## [Material provided]
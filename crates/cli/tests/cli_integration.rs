// Sequent - 16-bit Control Engine Simulator
// Copyright (C) 2026 Andrii Shylenko
//
// This software is released under the MIT License.
// See the LICENSE file in the project root for full license information.

use std::path::{Path, PathBuf};
use std::process::{Command, Output};
use std::time::{SystemTime, UNIX_EPOCH};

const LOAD: u16 = 0xF000;

const SET_SP: [u16; 2] = [0x4031, 0x0400]; // MOV #0x0400, SP
const EINT: u16 = 0xD232; // BIS #8, SR
const NOP: u16 = 0x4303;
const JMP_SELF: u16 = 0x3FFF;
const RETI: u16 = 0x1300;
const MARK_R10: u16 = 0x431A; // MOV #1, R10

fn nonce() -> u128 {
    SystemTime::now()
        .duration_since(UNIX_EPOCH)
        .unwrap()
        .as_nanos()
}

fn temp_dir(prefix: &str) -> PathBuf {
    let dir = std::env::temp_dir().join(format!("sequent-tests-{}-{}", prefix, nonce()));
    std::fs::create_dir_all(&dir).expect("Failed to create temp dir");
    dir
}

/// Builds a flat image covering `LOAD..=0xFFFF` from (address, words) chunks.
fn image_bytes(chunks: &[(u16, &[u16])]) -> Vec<u8> {
    let mut bytes = vec![0u8; 0x1_0000 - LOAD as usize];
    for (addr, words) in chunks {
        for (i, w) in words.iter().enumerate() {
            let offset = (*addr - LOAD) as usize + 2 * i;
            bytes[offset..offset + 2].copy_from_slice(&w.to_le_bytes());
        }
    }
    bytes
}

fn write_file(dir: &Path, name: &str, contents: &[u8]) -> PathBuf {
    let path = dir.join(name);
    std::fs::write(&path, contents).expect("Failed to write temp file");
    path
}

/// MOV #1, R10 then spin.
fn write_mark_program(dir: &Path) -> PathBuf {
    write_file(
        dir,
        "mark.bin",
        &image_bytes(&[(LOAD, &[MARK_R10, JMP_SELF])]),
    )
}

fn run_sequent(args: &[&str]) -> Output {
    Command::new(env!("CARGO_BIN_EXE_sequent"))
        .args(args)
        .output()
        .expect("Failed to execute command")
}

fn read_result(output_dir: &Path) -> serde_json::Value {
    let content =
        std::fs::read_to_string(output_dir.join("result.json")).expect("result.json missing");
    serde_json::from_str(&content).unwrap()
}

#[test]
fn test_script_pass_with_no_progress_expected() {
    let dir = temp_dir("pass");
    write_mark_program(&dir);
    let script = write_file(
        &dir,
        "script.yaml",
        br#"
schema_version: "1.0"
inputs:
  image: "mark.bin"
limits:
  max_cycles: 5000
  no_progress_cycles: 40
assertions:
  - expected_stop_reason: no_progress
  - register_value:
      register: R10
      expected_value: 1
"#,
    );
    let out_dir = dir.join("out");

    let output = run_sequent(&[
        "test",
        "--script",
        script.to_str().unwrap(),
        "--output-dir",
        out_dir.to_str().unwrap(),
    ]);
    assert_eq!(output.status.code(), Some(0), "{:?}", output);

    let result = read_result(&out_dir);
    assert_eq!(result["result_schema_version"], "1.0");
    assert_eq!(result["status"], "pass");
    assert_eq!(result["stop_reason"], "no_progress");
    assert_eq!(
        result["stop_reason_details"]["triggered_limit"]["name"],
        "no_progress_cycles"
    );
    assert!(result["cycles"].as_u64().unwrap() < 5000);
    assert_eq!(result["image_hash"].as_str().unwrap().len(), 64);
    assert!(out_dir.join("snapshot.json").exists());
}

#[test]
fn test_unexpected_no_progress_fails() {
    let dir = temp_dir("stuck");
    write_mark_program(&dir);
    let script = write_file(
        &dir,
        "script.yaml",
        br#"
schema_version: "1.0"
inputs:
  image: "mark.bin"
limits:
  max_cycles: 5000
  no_progress_cycles: 40
"#,
    );
    let out_dir = dir.join("out");

    let output = run_sequent(&[
        "test",
        "-c",
        script.to_str().unwrap(),
        "--output-dir",
        out_dir.to_str().unwrap(),
    ]);
    assert_eq!(output.status.code(), Some(1));
    assert_eq!(read_result(&out_dir)["status"], "fail");
}

#[test]
fn test_register_assertion_failure_exit_code() {
    let dir = temp_dir("assert-fail");
    write_mark_program(&dir);
    let script = write_file(
        &dir,
        "script.yaml",
        br#"
schema_version: "1.0"
inputs:
  image: "mark.bin"
limits:
  max_cycles: 200
assertions:
  - register_value:
      register: R10
      expected_value: 2
"#,
    );
    let out_dir = dir.join("out");

    let output = run_sequent(&[
        "test",
        "--script",
        script.to_str().unwrap(),
        "--output-dir",
        out_dir.to_str().unwrap(),
    ]);
    assert_eq!(output.status.code(), Some(1));

    let result = read_result(&out_dir);
    assert_eq!(result["status"], "fail");
    assert_eq!(result["stop_reason"], "max_cycles");
    assert_eq!(result["cycles"], 200);
    assert_eq!(result["assertions"][0]["passed"], false);
    assert_eq!(result["assertions"][0]["actual"], 1);
}

#[test]
fn test_invalid_script_is_config_error() {
    let dir = temp_dir("bad-script");
    write_mark_program(&dir);
    let script = write_file(
        &dir,
        "script.yaml",
        br#"
schema_version: "2.0"
inputs:
  image: "mark.bin"
limits:
  max_cycles: 100
"#,
    );
    let out_dir = dir.join("out");

    let output = run_sequent(&[
        "test",
        "--script",
        script.to_str().unwrap(),
        "--output-dir",
        out_dir.to_str().unwrap(),
    ]);
    assert_eq!(output.status.code(), Some(2));

    let result = read_result(&out_dir);
    assert_eq!(result["status"], "error");
    assert_eq!(result["stop_reason"], "config_error");
    assert!(result["message"]
        .as_str()
        .unwrap()
        .contains("schema_version"));
    assert!(!out_dir.join("snapshot.json").exists());
}

#[test]
fn test_missing_image_is_config_error() {
    let dir = temp_dir("no-image");
    let script = write_file(
        &dir,
        "script.yaml",
        br#"
schema_version: "1.0"
inputs:
  image: "absent.bin"
limits:
  max_cycles: 100
"#,
    );

    let output = run_sequent(&["test", "--script", script.to_str().unwrap()]);
    assert_eq!(output.status.code(), Some(2));
}

#[test]
fn test_breakpoint_stops_at_instruction_boundary() {
    let dir = temp_dir("breakpoint");
    write_mark_program(&dir);
    let script = write_file(
        &dir,
        "script.yaml",
        br#"
schema_version: "1.0"
inputs:
  image: "mark.bin"
limits:
  max_cycles: 5000
assertions:
  - expected_stop_reason: breakpoint
  - register_value:
      register: PC
      expected_value: 0xF002
  - register_value:
      register: R10
      expected_value: 1
"#,
    );
    let out_dir = dir.join("out");

    let output = run_sequent(&[
        "test",
        "--script",
        script.to_str().unwrap(),
        "--output-dir",
        out_dir.to_str().unwrap(),
        "--breakpoint",
        "0xF002",
    ]);
    assert_eq!(output.status.code(), Some(0), "{:?}", output);

    let result = read_result(&out_dir);
    assert_eq!(result["stop_reason"], "breakpoint");
    assert_eq!(result["stop_reason_details"]["observed"]["value"], 0xF002);
    assert!(result["cycles"].as_u64().unwrap() < 20);
}

#[test]
fn test_irq_stimulus_from_manifest() {
    let dir = temp_dir("irq");
    write_file(
        &dir,
        "irq.bin",
        &image_bytes(&[
            (LOAD, &[SET_SP[0], SET_SP[1], EINT, NOP, JMP_SELF]),
            (0xF100, &[MARK_R10, RETI]),
            (0xFFF8, &[0xF100]),
        ]),
    );
    write_file(
        &dir,
        "system.yaml",
        br#"
name: "irq-bench"
irq_stimuli:
  - line: 0
    assert_at: 100
"#,
    );
    let script = write_file(
        &dir,
        "script.yaml",
        br#"
schema_version: "1.0"
inputs:
  image: "irq.bin"
  system: "system.yaml"
limits:
  max_cycles: 400
assertions:
  - expected_stop_reason: max_cycles
  - register_value:
      register: R10
      expected_value: 1
"#,
    );
    let out_dir = dir.join("out");

    let output = run_sequent(&[
        "test",
        "--script",
        script.to_str().unwrap(),
        "--output-dir",
        out_dir.to_str().unwrap(),
    ]);
    assert_eq!(output.status.code(), Some(0), "{:?}", output);

    let result = read_result(&out_dir);
    assert!(result["interrupts"].as_u64().unwrap() >= 1);
}

#[test]
fn test_interactive_run_writes_vcd_and_snapshot() {
    let dir = temp_dir("vcd");
    let image = write_mark_program(&dir);
    let vcd = dir.join("trace.vcd");
    let snapshot = dir.join("snapshot.json");

    let output = run_sequent(&[
        "--image",
        image.to_str().unwrap(),
        "--max-cycles",
        "50",
        "--vcd",
        vcd.to_str().unwrap(),
        "--snapshot",
        snapshot.to_str().unwrap(),
    ]);
    assert_eq!(output.status.code(), Some(0), "{:?}", output);

    let waveform = std::fs::read_to_string(&vcd).unwrap();
    assert!(waveform.contains("$timescale"));
    assert!(waveform.contains("$var wire"));
    assert!(waveform.contains("#50"));

    let snap: serde_json::Value =
        serde_json::from_str(&std::fs::read_to_string(&snapshot).unwrap()).unwrap();
    assert_eq!(snap["status"], "ok");
    assert_eq!(snap["cycles"], 50);
    assert_eq!(snap["stop_reason"], "max_cycles");
}

#[test]
fn test_interactive_requires_image() {
    let output = run_sequent(&["--max-cycles", "10"]);
    assert_eq!(output.status.code(), Some(2));
}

## [Goal of the exercise]
With the data above as the source, tally the lines that include the string "tests", and give that figure alone.

## [Result of this exercise]
2